# fonction @



## men080 (28 Mai 2008)

Bonjour (j'ai un macbook osx)

J'ai un petit souci je vous explique sur la barre d'outil de mon mac j'avais la fonction ( @ ) qui consiste a ouvrir une page internet rapidement, sans faire exprès je l'ai supprimer mais je ne sais pas comment le remettre merci de m'aider.


----------



## r e m y (28 Mai 2008)

La barre d'outil, j'imagine que tu parles du Dock.

Cette "fonction" @ n'était qu'un raccourci vers le site Web Apple.

Tu peux facilement en remettre un (pointant vers une autre page si tu le souhaites).

Tu lances Safari, tu vas sur le site de ton choix (www.macg.co par exemple), puis tu prends la petite icone juste à gauche de l'adresse du site (dans Safari) et tu glisses vers ton Dock, dans la partie droite du Dock (là où était auparavant ce  @  qui te manque tant)


----------



## men080 (28 Mai 2008)

C'est cool, c'est vrai que sa me manquait avant j'étais obligé de faire fichier, nouvelle fenêtre.

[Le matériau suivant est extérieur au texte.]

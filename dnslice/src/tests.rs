//! Integration tests for the dnslice CLI.

use std::path::{Path, PathBuf};

use dnslice_lib::{ClientErrorKind, Descriptor};

use crate::{
    commands::{load_descriptors, select_descriptor, CommandContext},
    config::Config,
};

const CONFIG: &str = r#"
[dns]
domains = ["example.com", "example.net"]
psk = "s3cr3t"
listen_addr = "127.0.0.1:5353"
ttl = 60

[publish]
files = ["a.txt"]

[client]
max_rounds = 8
"#;

fn write_config(dir: &Path, content: &str) -> PathBuf {
    let path = dir.join("config.toml");
    std::fs::write(&path, content).expect("Config should be written");
    path
}

fn publish_fixture(dir: &Path) -> (Config, Vec<Descriptor>) {
    let config = Config::load(&write_config(dir, CONFIG)).expect("Config should load");
    let first = dir.join("first.txt");
    let second = dir.join("second.txt");
    std::fs::write(&first, b"hello world".repeat(500)).expect("File should be written");
    std::fs::write(&second, b"another file").expect("File should be written");

    let ctx = CommandContext::new(&config).expect("Context should build");
    let state = ctx.build_state(&[first, second]).expect("State should build");
    let descriptors = state
        .items()
        .iter()
        .map(|item| Descriptor::new(item, state.config()))
        .collect();
    (config, descriptors)
}

#[test]
fn test_config_loading() {
    let dir = tempfile::tempdir().expect("Temp dir should be created");
    let config = Config::load(&write_config(dir.path(), CONFIG)).expect("Config should load");

    assert_eq!(config.dns.domains, ["example.com", "example.net"]);
    assert_eq!(config.dns.ttl, 60);
    assert_eq!(config.dns.response_label, "r-x");
    assert_eq!(config.publish.files, [PathBuf::from("a.txt")]);
    assert_eq!(config.client.max_rounds, 8);
    assert_eq!(config.client.request_timeout_ms, 5_000);
    assert!(!format!("{config:?}").contains("s3cr3t"));
}

#[test]
fn test_config_errors() {
    let dir = tempfile::tempdir().expect("Temp dir should be created");
    let missing = Config::load(&dir.path().join("missing.toml")).expect_err("Missing file should fail");
    assert_eq!(missing.reason.as_str(), "unreadable_file");

    let broken = Config::load(&write_config(dir.path(), "[dns\n")).expect_err("Bad TOML should fail");
    assert_eq!(broken.reason.as_str(), "invalid_config");

    let config = Config::load(&write_config(dir.path(), "[dns]\npsk = \"x\"\n")).expect("Config should load");
    assert!(CommandContext::new(&config).is_err(), "No domains should fail");
}

#[test]
fn test_files_override() {
    let dir = tempfile::tempdir().expect("Temp dir should be created");
    let config = Config::load(&write_config(dir.path(), CONFIG)).expect("Config should load");
    let ctx = CommandContext::new(&config).expect("Context should build");

    assert_eq!(ctx.files(&[]), [PathBuf::from("a.txt")]);
    let overrides = [PathBuf::from("b.txt")];
    assert_eq!(ctx.files(&overrides), overrides);
    assert!(ctx.build_state(&[]).is_err());
    assert!(ctx.build_state(&[dir.path().join("nope.txt")]).is_err());
}

#[test]
fn test_descriptor_files() {
    let dir = tempfile::tempdir().expect("Temp dir should be created");
    let (_config, descriptors) = publish_fixture(dir.path());
    assert_eq!(descriptors.len(), 2);

    let json_path = dir.path().join("descriptors.json");
    std::fs::write(
        &json_path,
        serde_json::to_string_pretty(&descriptors).expect("Should serialize"),
    )
    .expect("Descriptors should be written");
    assert_eq!(load_descriptors(&json_path).expect("JSON should load"), descriptors);

    let records_path = dir.path().join("descriptors.txt");
    let records: String = descriptors.iter().map(|d| format!("{d}\n")).collect();
    std::fs::write(&records_path, records).expect("Records should be written");
    assert_eq!(load_descriptors(&records_path).expect("Records should load"), descriptors);
}

#[test]
fn test_descriptor_selection() {
    let dir = tempfile::tempdir().expect("Temp dir should be created");
    let (_config, descriptors) = publish_fixture(dir.path());

    let err = select_descriptor(descriptors.clone(), None).expect_err("Two files are ambiguous");
    assert_eq!(err.kind, ClientErrorKind::Usage);
    assert_eq!(err.reason, "ambiguous_descriptor");

    let wanted = descriptors[1].file_id.clone();
    let picked = select_descriptor(descriptors.clone(), Some(&wanted)).expect("Should select");
    assert_eq!(picked, descriptors[1]);

    let err = select_descriptor(descriptors, Some("0000000000000000")).expect_err("Unknown id");
    assert_eq!(err.reason, "descriptor_not_found");
}
impl SliceStore {
    #[must_use]
    pub fn new(total_slices: usize) -> Self {
        Self {
            total_slices,
            slices: BTreeMap::new(),
        }
    }

    /// Stores a verified slice, returning whether it was new.
    ///
    /// # Errors
    /// Returns a reassembly error when the index is out of range or an
    /// earlier copy of the slice holds different bytes.
    pub fn insert(&mut self, slice_index: usize, bytes: Vec<u8>) -> Result<bool, ClientError> {
        if slice_index >= self.total_slices {
            return Err(ClientError::reassembly(
                "slice_index_out_of_range",
                format!("slice {slice_index} is outside 0..{}", self.total_slices),
            ));
        }
        match self.slices.get(&slice_index) {
            Some(existing) if *existing == bytes => Ok(false),
            Some(_) => Err(ClientError::reassembly(
                "duplicate_slice_mismatch",
                format!("slice {slice_index} arrived twice with different bytes"),
            )),
            None => {
                self.slices.insert(slice_index, bytes);
                Ok(true)
            }
        }
    }

    #[must_use]
    pub fn missing(&self) -> Vec<usize> {
        (0..self.total_slices)
            .filter(|index| !self.slices.contains_key(index))
            .collect()
    }

    #[must_use]
    pub fn is_complete(&self) -> bool {
        self.slices.len() == self.total_slices
    }

    #[must_use]
    pub fn received(&self) -> usize {
        self.slices.len()
    }

    /// Concatenates, decompresses and checks the plaintext digest.
    ///
    /// # Errors
    /// Returns a reassembly error for a missing slice, a size or digest
    /// mismatch, or a decompression failure.
    pub fn finish(self, compressed_size: usize, plaintext_sha256: &str) -> Result<Vec<u8>, ClientError> {
        if let Some(index) = self.missing().first() {
            return Err(ClientError::reassembly(
                "missing_slice",
                format!("slice {index} was never received"),
            ));
        }
        let compressed: Vec<u8> = self.slices.into_values().flatten().collect();
        if compressed.len() != compressed_size {
            return Err(ClientError::reassembly(
                "compressed_size_mismatch",
                format!("expected {compressed_size} compressed bytes, got {}", compressed.len()),
            ));
        }
        let plaintext = snap::raw::Decoder::new()
            .decompress_vec(&compressed)
            .map_err(|e| ClientError::reassembly("decompress_failed", e.to_string()))?;
        if sha256::digest(plaintext.as_slice()) != plaintext_sha256.to_ascii_lowercase() {
            return Err(ClientError::reassembly(
                "plaintext_sha256_mismatch",
                "reassembled plaintext does not match the published digest",
            ));
        }
        Ok(plaintext)
    }
}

En tout cas merci de ton aide.


----------



## r e m y (28 Mai 2008)

men080 a dit:


> C'est cool, c'est vrai que sa me manquait avant j'étais obligé de faire fichier, nouvelle fenêtre.
> 
> En tout cas merci de ton aide.


 
Command-T ouvre un nouvel onglet, et donc une nouvelle page vierge... c'est plus rapide!
Un double-clic dans la zone où se placent les onglets crée également un nouvel onglet


----------



## men080 (28 Mai 2008)

ok merci du tuyau


----------